Les instruction pour l'installation sont dans le fichier ''tools/INSTALL''

Cloner le répo de Kaldi : https://github.com/kaldi-asr/kaldi
  $ git clone https://github.com/kaldi-asr/kaldi

Vérifier les dépendances :
  $ ./tools/extras/check_dependencies.sh
 
Installation des outils nécessaires à Kaldi :
  $ cd tools
  $ make

Installation de Intel Math Kernel Library (optimisation des opération d'algèbre linéaire) :
  $ sudo ./tools/extra/install_mkl.sh

Installation de SRILM (outil pour la création de modèles de langages)
  $ ./tools/install_srilm.sh

Installation de kaldi :
  $ cd src
  $ ./configure
  $ make -j clean depend
  $ make -j <NCPU>    # où <NCPU> est le nombre de coeurs de processeurs à utiliser pour la compilation


Créer un nouveau dossier pour le projet dans le dossier ''egs'' (''mycorpus'' dans l'exemple ci-dessous)

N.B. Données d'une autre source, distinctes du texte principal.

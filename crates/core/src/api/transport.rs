//! # Transport
//!
//! The generic "perform a network call" capability. Everything that talks
//! to the catalog goes through a [`Transport`], which is what lets the
//! instrumentation layer wrap calls without knowing about endpoints.

use async_trait::async_trait;
use serde::de::DeserializeOwned;
use serde::Serialize;
use std::fmt;
use std::time::Duration;

use super::error::ApiError;
use crate::config::WhiskersConfig;

/// HTTP verb of a catalog call
#[derive(Debug, Clone, Copy, PartialEq, Eq, Serialize)]
#[serde(rename_all = "UPPERCASE")]
pub enum Method {
    Get,
    Post,
    Delete,
}

impl fmt::Display for Method {
    fn fmt(&self, f: &mut fmt::Formatter<'_>) -> fmt::Result {
        let verb = match self {
            Method::Get => "GET",
            Method::Post => "POST",
            Method::Delete => "DELETE",
        };
        f.write_str(verb)
    }
}

/// A single outbound call, relative to the configured base url
#[derive(Debug, Clone, PartialEq)]
pub struct ApiRequest {
    pub method: Method,
    pub path: String,
    pub query: Vec<(String, String)>,
    pub body: Option<serde_json::Value>,
}

impl ApiRequest {
    pub fn get(path: impl Into<String>) -> Self {
        Self::new(Method::Get, path)
    }

    pub fn post(path: impl Into<String>, body: serde_json::Value) -> Self {
        let mut request = Self::new(Method::Post, path);
        request.body = Some(body);
        request
    }

    pub fn delete(path: impl Into<String>) -> Self {
        Self::new(Method::Delete, path)
    }

    fn new(method: Method, path: impl Into<String>) -> Self {
        Self {
            method,
            path: path.into(),
            query: Vec::new(),
            body: None,
        }
    }

    /// Append a query parameter
    pub fn with_query(mut self, key: impl Into<String>, value: impl ToString) -> Self {
        self.query.push((key.into(), value.to_string()));
        self
    }

    /// Look up a query parameter by key
    pub fn query_value(&self, key: &str) -> Option<&str> {
        self.query
            .iter()
            .find(|(k, _)| k == key)
            .map(|(_, v)| v.as_str())
    }

    /// Human-readable name used in errors and logs, e.g. `GET /breeds`
    pub fn resource(&self) -> String {
        format!("{} {}", self.method, self.path)
    }
}

/// Raw response of a successful call
#[derive(Debug, Clone)]
pub struct ApiResponse {
    pub status: u16,
    pub resource: String,
    pub body: Vec<u8>,
}

impl ApiResponse {
    /// Decode the body as JSON
    pub fn json<T: DeserializeOwned>(&self) -> Result<T, ApiError> {
        serde_json::from_slice(&self.body).map_err(|e| ApiError::Decode {
            resource: self.resource.clone(),
            message: e.to_string(),
        })
    }
}

/// Download progress of one call
#[derive(Debug, Clone, Copy, PartialEq, Eq)]
pub struct TransferProgress {
    /// Bytes received so far
    pub loaded: u64,
    /// Expected size, when the server announced one
    pub total: Option<u64>,
}

/// Progress callback injected into every call
pub type ProgressFn<'a> = dyn Fn(TransferProgress) + Send + Sync + 'a;

/// Progress callback for callers that do not track downloads
pub fn no_progress(_: TransferProgress) {}

/// Performs catalog calls
#[async_trait]
pub trait Transport: Send + Sync {
    async fn send(
        &self,
        request: ApiRequest,
        on_progress: &ProgressFn<'_>,
    ) -> Result<ApiResponse, ApiError>;
}

#[async_trait]
impl<T: Transport + ?Sized> Transport for std::sync::Arc<T> {
    async fn send(
        &self,
        request: ApiRequest,
        on_progress: &ProgressFn<'_>,
    ) -> Result<ApiResponse, ApiError> {
        (**self).send(request, on_progress).await
    }
}

/// reqwest-backed transport for the real catalog
pub struct HttpTransport {
    client: reqwest::Client,
    base_url: String,
    api_key: Option<String>,
}

impl HttpTransport {
    pub fn new(config: &WhiskersConfig) -> Result<Self, ApiError> {
        let client = reqwest::Client::builder()
            .timeout(Duration::from_secs(config.timeout_secs))
            .user_agent(concat!("whiskers/", env!("CARGO_PKG_VERSION")))
            .build()?;

        Ok(Self {
            client,
            base_url: config.base_url.trim_end_matches('/').to_string(),
            api_key: config.api_key.clone(),
        })
    }

    fn url_for(&self, request: &ApiRequest) -> String {
        let mut url = format!(
            "{}/{}",
            self.base_url,
            request.path.trim_start_matches('/')
        );

        if !request.query.is_empty() {
            let query: Vec<String> = request
                .query
                .iter()
                .map(|(k, v)| format!("{}={}", urlencoding::encode(k), urlencoding::encode(v)))
                .collect();
            url.push('?');
            url.push_str(&query.join("&"));
        }

        url
    }
}

#[async_trait]
impl Transport for HttpTransport {
    async fn send(
        &self,
        request: ApiRequest,
        on_progress: &ProgressFn<'_>,
    ) -> Result<ApiResponse, ApiError> {
        let url = self.url_for(&request);
        let resource = request.resource();

        let mut builder = match request.method {
            Method::Get => self.client.get(&url),
            Method::Post => self.client.post(&url),
            Method::Delete => self.client.delete(&url),
        };
        if let Some(key) = &self.api_key {
            builder = builder.header("x-api-key", key);
        }
        if let Some(body) = &request.body {
            builder = builder.json(body);
        }

        let mut response = builder.send().await?;
        let status = response.status();
        let total = response.content_length();

        let mut body = Vec::new();
        while let Some(chunk) = response.chunk().await? {
            body.extend_from_slice(&chunk);
            on_progress(TransferProgress {
                loaded: body.len() as u64,
                total,
            });
        }

        if status == reqwest::StatusCode::NOT_FOUND {
            return Err(ApiError::NotFound { resource });
        }
        if !status.is_success() {
            return Err(ApiError::Status {
                status: status.as_u16(),
                resource,
                body: String::from_utf8_lossy(&body).into_owned(),
            });
        }

        Ok(ApiResponse {
            status: status.as_u16(),
            resource,
            body,
        })
    }
}
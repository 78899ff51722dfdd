//! # Catalog Client
//!
//! Typed calls against the cat catalog: breeds, images and the raw
//! favourite endpoints. Every call goes through the shared transport, so
//! instrumentation applies uniformly.

use std::sync::Arc;

use super::error::ApiError;
use super::models::{Breed, CreatedFavourite, Favourite, Image, NewFavourite};
use super::transport::{no_progress, ApiRequest, Transport};

#[derive(Clone)]
pub struct CatalogClient {
    transport: Arc<dyn Transport>,
}

impl CatalogClient {
    pub fn new(transport: Arc<dyn Transport>) -> Self {
        Self { transport }
    }

    /// `GET /breeds`. An empty list is a valid result.
    pub async fn list_breeds(&self) -> Result<Vec<Breed>, ApiError> {
        self.transport
            .send(ApiRequest::get("/breeds"), &no_progress)
            .await?
            .json()
    }

    /// `GET /images/search?breed_ids={id}&limit={n}`, truncated to `limit`
    pub async fn list_images_for_breed(
        &self,
        breed_id: &str,
        limit: usize,
    ) -> Result<Vec<Image>, ApiError> {
        let request = ApiRequest::get("/images/search")
            .with_query("breed_ids", breed_id)
            .with_query("limit", limit);

        let mut images: Vec<Image> = self.transport.send(request, &no_progress).await?.json()?;
        images.truncate(limit);
        tracing::debug!(breed_id, count = images.len(), "Fetched breed images");
        Ok(images)
    }

    /// `GET /images/{id}`
    pub async fn get_image(&self, image_id: &str) -> Result<Image, ApiError> {
        let path = format!("/images/{}", urlencoding::encode(image_id));
        self.transport
            .send(ApiRequest::get(path), &no_progress)
            .await?
            .json()
    }

    /// `GET /favourites`, the full list in server order
    pub async fn list_favourites(&self) -> Result<Vec<Favourite>, ApiError> {
        self.transport
            .send(ApiRequest::get("/favourites"), &no_progress)
            .await?
            .json()
    }

    /// `POST /favourites`, returning the server-assigned favourite id
    pub async fn create_favourite(&self, image_id: &str) -> Result<String, ApiError> {
        let body = serde_json::to_value(NewFavourite {
            image_id: image_id.to_string(),
        })
        .map_err(|e| ApiError::Decode {
            resource: "POST /favourites".to_string(),
            message: e.to_string(),
        })?;

        let created: CreatedFavourite = self
            .transport
            .send(ApiRequest::post("/favourites", body), &no_progress)
            .await?
            .json()?;
        Ok(created.id)
    }

    /// `DELETE /favourites/{id}`. Any 2xx counts as success; the body is ignored.
    pub async fn delete_favourite(&self, favourite_id: &str) -> Result<(), ApiError> {
        let path = format!("/favourites/{}", urlencoding::encode(favourite_id));
        self.transport
            .send(ApiRequest::delete(path), &no_progress)
            .await?;
        Ok(())
    }
}
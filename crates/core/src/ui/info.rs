//! # Information Panel
//!
//! What the info section shows for the current view.

use serde::{Deserialize, Serialize};

use crate::api::Breed;

pub const NO_IMAGES_MESSAGE: &str = "No images available for this breed.";
pub const NO_FAVOURITES_MESSAGE: &str =
    "No favourites yet. Click the heart on an image to add one!";
pub const FAVOURITES_HEADING: &str = "Your favourites";

/// Breed details with display fallbacks already applied
#[derive(Debug, Clone, Serialize, Deserialize, PartialEq, Eq)]
pub struct BreedInfo {
    pub name: String,
    pub description: String,
    pub origin: String,
    pub temperament: String,
    #[serde(skip_serializing_if = "Option::is_none")]
    pub wikipedia_url: Option<String>,
}

impl BreedInfo {
    pub fn from_breed(breed: Option<&Breed>) -> Self {
        let field = |value: Option<&String>, fallback: &str| {
            value
                .filter(|v| !v.is_empty())
                .cloned()
                .unwrap_or_else(|| fallback.to_string())
        };

        Self {
            name: field(breed.map(|b| &b.name), "Unknown breed"),
            description: field(
                breed.and_then(|b| b.description.as_ref()),
                "No description available.",
            ),
            origin: field(breed.and_then(|b| b.origin.as_ref()), "N/A"),
            temperament: field(breed.and_then(|b| b.temperament.as_ref()), "N/A"),
            wikipedia_url: breed
                .and_then(|b| b.wikipedia_url.clone())
                .filter(|url| !url.is_empty()),
        }
    }
}

#[derive(Debug, Clone, Default, Serialize, Deserialize, PartialEq, Eq)]
#[serde(tag = "kind", content = "content", rename_all = "snake_case")]
pub enum InfoPanel {
    #[default]
    Empty,
    Breed(BreedInfo),
    Heading(String),
    /// Empty-state text, distinct from errors
    Message(String),
}

impl InfoPanel {
    /// Plain-text rendering, one line per element
    pub fn render_text(&self) -> String {
        match self {
            InfoPanel::Empty => String::new(),
            InfoPanel::Heading(text) | InfoPanel::Message(text) => text.clone(),
            InfoPanel::Breed(info) => {
                let mut lines = vec![
                    info.name.clone(),
                    info.description.clone(),
                    format!("Origin: {}", info.origin),
                    format!("Temperament: {}", info.temperament),
                ];
                if let Some(url) = &info.wikipedia_url {
                    lines.push(format!("Wikipedia: {}", url));
                }
                lines.join("\n")
            }
        }
    }

    /// Title line, when there is one
    pub fn title(&self) -> Option<&str> {
        match self {
            InfoPanel::Breed(info) => Some(&info.name),
            InfoPanel::Heading(text) => Some(text),
            _ => None,
        }
    }
}
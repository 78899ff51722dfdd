//! Whiskers Server
//!
//! Axum server exposing the cat catalog browser as a JSON API, plus one-shot
//! CLI commands for listing breeds, browsing and toggling favourites.

mod api;
mod cli;

use axum::{
    body::Body,
    http::{header, Response},
    response::IntoResponse,
    routing::get,
    Router,
};
use clap::{Parser, Subcommand};
use std::{net::SocketAddr, sync::Arc};
use tokio::{net::TcpListener, sync::broadcast};
use tracing_subscriber::EnvFilter;
use utoipa::OpenApi;

use api::{AppState, BroadcastObserver, SharedState};
use whiskers_core::api::{RequestEvent, RequestObserver};
use whiskers_core::{Browser, WhiskersConfig};

#[derive(Parser, Clone, Debug)]
#[command(author, version, about = "Whiskers - Cat catalog browser")]
struct Args {
    /// Catalog base url (overrides config and CAT_API_BASE_URL)
    #[arg(long, global = true)]
    base_url: Option<String>,
    /// Catalog API key (overrides config and CAT_API_KEY)
    #[arg(long, global = true)]
    api_key: Option<String>,
    /// Images shown per breed
    #[arg(long, global = true)]
    limit: Option<usize>,
    #[command(subcommand)]
    command: Option<CliCommand>,
}

#[derive(Subcommand, Clone, Debug, PartialEq, Eq)]
pub enum CliCommand {
    /// Start the Whiskers server (default)
    Serve {
        /// Port to listen on
        #[arg(short, long, default_value = "8080")]
        port: u16,
    },
    /// List every breed
    Breeds,
    /// Show a breed's info and images (the first breed by default)
    Browse {
        /// Breed id, e.g. abys
        #[arg(short, long)]
        breed: Option<String>,
    },
    /// Show every favourite
    Favourites,
    /// Favourite an image, or unfavourite it if it already is one
    Toggle {
        /// Catalog image id
        image_id: String,
    },
}

impl Args {
    /// Config file and environment, then CLI flags on top
    fn resolve_config(&self) -> anyhow::Result<WhiskersConfig> {
        let mut config = WhiskersConfig::load()?;
        if let Some(url) = &self.base_url {
            config = config.with_base_url(url);
        }
        if let Some(key) = &self.api_key {
            config = config.with_api_key(key);
        }
        if let Some(limit) = self.limit {
            config = config.with_image_limit(limit);
        }
        Ok(config)
    }
}

// === OpenAPI Definition ===

#[derive(OpenApi)]
#[openapi(
    info(
        title = "Whiskers API",
        version = "1.0.0",
        description = "Browse cat breeds and toggle favourites"
    ),
    paths(
        api::view::get_view,
        api::view::list_breeds,
        api::view::initial_load,
        api::view::select_breed,
        api::view::load_favourites,
        api::view::next_item,
        api::view::previous_item,
        api::favourites::toggle_favourite,
        api::events::events
    ),
    components(
        schemas(
            api::ApiResponse,
            api::ViewResponse,
            api::view::BreedListResponse,
            api::view::BreedOptionResponse,
            api::favourites::ToggleResponse
        )
    ),
    tags(
        (name = "view", description = "Breed and favourites views"),
        (name = "carousel", description = "Carousel navigation"),
        (name = "favourites", description = "Favourite toggling"),
        (name = "events", description = "Request progress events")
    )
)]
struct ApiDoc;

async fn serve_openapi() -> impl IntoResponse {
    let spec = ApiDoc::openapi().to_json().unwrap_or_default();
    (
        [(header::CONTENT_TYPE, "application/json")],
        Response::new(Body::from(spec)).into_body(),
    )
}

// === Server Entry ===

fn app(state: SharedState) -> Router {
    Router::new()
        .nest("/api/v1/view", api::view::view_routes())
        .nest("/api/v1/carousel", api::view::carousel_routes())
        .nest("/api/v1/favourites", api::favourites::favourite_routes())
        .route("/api/v1/breeds", get(api::view::list_breeds))
        .route("/api/v1/events", get(api::events::events))
        .route("/api/v1/openapi.json", get(serve_openapi))
        .with_state(state)
}

pub async fn run_server(config: WhiskersConfig, port: u16) -> anyhow::Result<()> {
    let (event_tx, _) = broadcast::channel::<RequestEvent>(100);

    let observer: Arc<dyn RequestObserver> = Arc::new(BroadcastObserver::new(event_tx.clone()));
    let browser = Browser::connect(&config, vec![observer])?;

    // Populate the breed select before accepting requests
    match browser.initial_load().await {
        Ok(outcome) => tracing::info!(?outcome, "Initial view loaded"),
        Err(e) => tracing::warn!(error = %e, "Initial load failed; retry with POST /api/v1/view/initial"),
    }

    let state: SharedState = Arc::new(AppState { browser, event_tx });
    let app = app(state);

    let addr = SocketAddr::from(([127, 0, 0, 1], port));
    println!("🐈 Whiskers Server running at http://{}", addr);
    println!("   View:       /api/v1/view, /initial, /breeds/:breed_id, /favourites");
    println!("   Carousel:   /api/v1/carousel/next, /previous");
    println!("   Favourites: /api/v1/favourites/:image_id/toggle");
    println!("   Events:     /api/v1/events (SSE)");

    let listener = TcpListener::bind(addr).await?;
    axum::serve(listener, app).await?;

    Ok(())
}

fn init_tracing() {
    let filter = EnvFilter::try_from_default_env().unwrap_or_else(|_| EnvFilter::new("info"));
    tracing_subscriber::fmt()
        .with_env_filter(filter)
        .with_target(false)
        .with_writer(std::io::stderr)
        .init();
}

/// A missing `.env` is fine; anything else is reported
fn dotenv_outcome<T>(result: Result<T, dotenvy::Error>) -> Result<Option<T>, dotenvy::Error> {
    match result {
        Ok(loaded) => Ok(Some(loaded)),
        Err(e) if e.not_found() => Ok(None),
        Err(e) => Err(e),
    }
}

#[tokio::main]
async fn main() -> anyhow::Result<()> {
    let dotenv = dotenvy::dotenv();
    init_tracing();
    match dotenv_outcome(dotenv) {
        Ok(Some(path)) => tracing::debug!(path = %path.display(), "Loaded .env"),
        Ok(None) => {}
        Err(e) => tracing::warn!(error = %e, "Ignoring unreadable .env"),
    }

    let args = Args::parse();
    let config = args.resolve_config()?;

    match args.command.unwrap_or(CliCommand::Serve { port: 8080 }) {
        CliCommand::Serve { port } => run_server(config, port).await,
        command => cli::run(command, &config).await,
    }
}

#[cfg(test)]
mod tests {
    use super::*;
    use async_trait::async_trait;
    use axum::http::{Request, StatusCode};
    use serde_json::{json, Value};
    use tower::ServiceExt;
    use whiskers_core::api::{
        ApiError, ApiRequest, ApiResponse, InstrumentedTransport, Method, ProgressFn, Transport,
    };
    use whiskers_core::ui::Surface;

    /// Fixed catalog: one breed with two images and one favourite on `abys-1`.
    /// Creating favourites fails as if the catalog were offline.
    struct StubCatalog;

    #[async_trait]
    impl Transport for StubCatalog {
        async fn send(
            &self,
            request: ApiRequest,
            _on_progress: &ProgressFn<'_>,
        ) -> Result<ApiResponse, ApiError> {
            let resource = request.resource();
            let body = match (request.method, request.path.as_str()) {
                (Method::Get, "/breeds") => json!([{ "id": "abys", "name": "Abyssinian" }]),
                (Method::Get, "/images/search") => json!([
                    { "id": "abys-0", "url": "https://cdn.example/abys-0.jpg",
                      "breeds": [{ "id": "abys", "name": "Abyssinian" }] },
                    { "id": "abys-1", "url": "https://cdn.example/abys-1.jpg",
                      "breeds": [{ "id": "abys", "name": "Abyssinian" }] }
                ]),
                (Method::Get, "/favourites") => json!([{ "id": 7, "image_id": "abys-1" }]),
                (Method::Post, "/favourites") => {
                    return Err(ApiError::Network("catalog offline".to_string()))
                }
                _ => return Err(ApiError::NotFound { resource }),
            };
            Ok(ApiResponse {
                status: 200,
                resource,
                body: serde_json::to_vec(&body).unwrap(),
            })
        }
    }

    fn test_app() -> Router {
        let (event_tx, _) = broadcast::channel(16);
        let surface = Arc::new(Surface::new());
        let transport = InstrumentedTransport::new(StubCatalog).with_observer(surface.activity());
        let browser = Browser::new(Arc::new(transport), surface, 10);
        app(Arc::new(AppState { browser, event_tx }))
    }

    async fn call(app: &Router, method: &str, uri: &str) -> (StatusCode, Value) {
        let request = Request::builder()
            .method(method)
            .uri(uri)
            .body(Body::empty())
            .unwrap();
        let response = app.clone().oneshot(request).await.unwrap();
        let status = response.status();
        let bytes = axum::body::to_bytes(response.into_body(), usize::MAX)
            .await
            .unwrap();
        (status, serde_json::from_slice(&bytes).unwrap())
    }

    #[tokio::test]
    async fn test_select_breed_route_shows_images() {
        let app = test_app();

        let (status, body) = call(&app, "POST", "/api/v1/view/breeds/abys").await;
        assert_eq!(status, StatusCode::OK);
        assert_eq!(body["outcome"], json!({ "outcome": "shown", "items": 2 }));
        assert_eq!(body["view"]["carousel"]["items"][1]["image_id"], "abys-1");
        assert_eq!(body["view"]["breed_select"]["selected"], "abys");
        assert_eq!(body["view"]["progress_width"], "100%");

        let (status, body) = call(&app, "POST", "/api/v1/carousel/next").await;
        assert_eq!(status, StatusCode::OK);
        assert_eq!(body["view"]["carousel"]["active"], 1);
        assert!(body["outcome"].is_null());

        let (_, body) = call(&app, "GET", "/api/v1/view").await;
        assert_eq!(body["view"]["carousel"]["active"], 1);
    }

    #[tokio::test]
    async fn test_initial_route_fills_breed_select() {
        let app = test_app();

        let (status, _) = call(&app, "POST", "/api/v1/view/initial").await;
        assert_eq!(status, StatusCode::OK);

        let (status, body) = call(&app, "GET", "/api/v1/breeds").await;
        assert_eq!(status, StatusCode::OK);
        assert_eq!(
            body,
            json!({ "options": [{ "value": "abys", "label": "Abyssinian" }], "selected": "abys" })
        );
    }

    #[tokio::test]
    async fn test_events_route_is_an_event_stream() {
        let request = Request::builder()
            .uri("/api/v1/events")
            .body(Body::empty())
            .unwrap();
        let response = test_app().oneshot(request).await.unwrap();

        assert_eq!(response.status(), StatusCode::OK);
        assert_eq!(
            response.headers()[header::CONTENT_TYPE],
            "text/event-stream"
        );
    }

    #[tokio::test]
    async fn test_toggle_route_failures_are_json() {
        let app = test_app();

        // Existing favourite 7 vanished upstream
        let (status, body) = call(&app, "POST", "/api/v1/favourites/abys-1/toggle").await;
        assert_eq!(status, StatusCode::NOT_FOUND);
        assert_eq!(body["success"], false);
        assert!(body["message"].as_str().unwrap().contains("/favourites/7"));

        let (status, body) = call(&app, "POST", "/api/v1/favourites/abys-0/toggle").await;
        assert_eq!(status, StatusCode::BAD_GATEWAY);
        assert_eq!(body["success"], false);
        assert!(body["message"].as_str().unwrap().contains("catalog offline"));
    }

    #[test]
    fn test_no_subcommand_defaults_to_serve() {
        let args = Args::try_parse_from(["whiskers"]).unwrap();
        assert!(args.command.is_none());
    }

    #[test]
    fn test_serve_port() {
        let args = Args::try_parse_from(["whiskers", "serve", "-p", "9000"]).unwrap();
        assert_eq!(args.command, Some(CliCommand::Serve { port: 9000 }));
    }

    #[test]
    fn test_global_flags_after_subcommand() {
        let args = Args::try_parse_from([
            "whiskers",
            "browse",
            "--breed",
            "abys",
            "--limit",
            "3",
            "--base-url",
            "http://localhost:9999/v1",
        ])
        .unwrap();
        assert_eq!(
            args.command,
            Some(CliCommand::Browse {
                breed: Some("abys".to_string())
            })
        );
        assert_eq!(args.limit, Some(3));
        assert_eq!(args.base_url.as_deref(), Some("http://localhost:9999/v1"));
    }

    #[test]
    fn test_toggle_requires_image_id() {
        assert!(Args::try_parse_from(["whiskers", "toggle"]).is_err());
        let args = Args::try_parse_from(["whiskers", "toggle", "0XYvRd7oD"]).unwrap();
        assert_eq!(
            args.command,
            Some(CliCommand::Toggle {
                image_id: "0XYvRd7oD".to_string()
            })
        );
    }

    #[test]
    fn test_missing_dotenv_is_ignored() {
        let missing = std::env::temp_dir().join("whiskers-no-such-dir").join(".env");
        let outcome = dotenv_outcome(dotenvy::from_path(&missing)).unwrap();
        assert!(outcome.is_none());
    }

    #[test]
    fn test_malformed_dotenv_is_reported() {
        let path = std::env::temp_dir().join(format!("whiskers-bad-{}.env", std::process::id()));
        std::fs::write(&path, "this line is not an assignment\n").unwrap();

        let outcome = dotenv_outcome(dotenvy::from_path(&path));
        std::fs::remove_file(&path).unwrap();

        assert!(outcome.is_err());
    }

    #[test]
    fn test_openapi_lists_routes() {
        let spec = ApiDoc::openapi().to_json().unwrap();
        assert!(spec.contains("/api/v1/favourites/{image_id}/toggle"));
        assert!(spec.contains("/api/v1/view/breeds/{breed_id}"));
    }
}
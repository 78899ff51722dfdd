//! # API Errors
//!
//! Error taxonomy for calls against the remote catalog.

use thiserror::Error;

/// Failure of a single catalog call
#[derive(Debug, Error)]
pub enum ApiError {
    /// Transport, DNS or timeout failure
    #[error("network error: {0}")]
    Network(String),

    /// The requested resource id did not resolve
    #[error("not found: {resource}")]
    NotFound { resource: String },

    /// Any other non-success status
    #[error("unexpected status {status} from {resource}: {body}")]
    Status {
        status: u16,
        resource: String,
        body: String,
    },

    /// The response body was not the expected JSON shape
    #[error("failed to decode response from {resource}: {message}")]
    Decode { resource: String, message: String },
}

impl ApiError {
    pub fn is_not_found(&self) -> bool {
        matches!(self, ApiError::NotFound { .. })
    }
}

impl From<reqwest::Error> for ApiError {
    fn from(err: reqwest::Error) -> Self {
        ApiError::Network(err.to_string())
    }
}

Recréer l'arborescence ci-dessous à partir du dossier ''mycorpus'' (//les lignes rouges pointillées sont des liens symboliques//) :

{{https://www.eleanorchodroff.com/tutorial/kaldi/images/directorystructure2.png}}

  cd mycorpus
  ln -s ../wsj/s5/steps .
  ln -s ../wsj/s5/utils .
  ln -s ../../src .
                    
  cp ../wsj/s5/path.sh .

==== Traitement des fichiers son ====

Conversion en wav mono 16 bits et avec une fréquence d’échantillonnage de 16000 Hz

  $ ffmpeg -i in.mp3 -acodec pcm_s16le -ac 1 -ar 16000 out.wav


Détection des silences et des non silences avec Python

https://librosa.org/


==== Création des fichiers du dossier 'data/train' ====

Les fichiers essentiels à la création d'un modèle kaldi sont : ''wav.scp'', ''utt2spk'', ''spk2utt'' et ''text''.

=== Fichier 'text' ===

  s5# head -3 data/train/text
  sw02001-A_000098-001156 HI UM YEAH I'D LIKE TO TALK ABOUT HOW YOU DRESS FOR WORK AND
  sw02001-A_001980-002131 UM-HUM
  sw02001-A_002736-002893 AND IS

The first element on each line is the ''utterance-id'', which is an arbitrary text string, but if you have speaker information in your setup, you should make the ''speaker-id'' a prefix of the utterance id; this is important for reasons relating to the sorting of these files. The rest of the line is the transcription of each sentence. You don't have to make sure that all words in this file are in your vocabulary; out of vocabulary words will get mapped to a word specified in the file data/lang/oov.txt.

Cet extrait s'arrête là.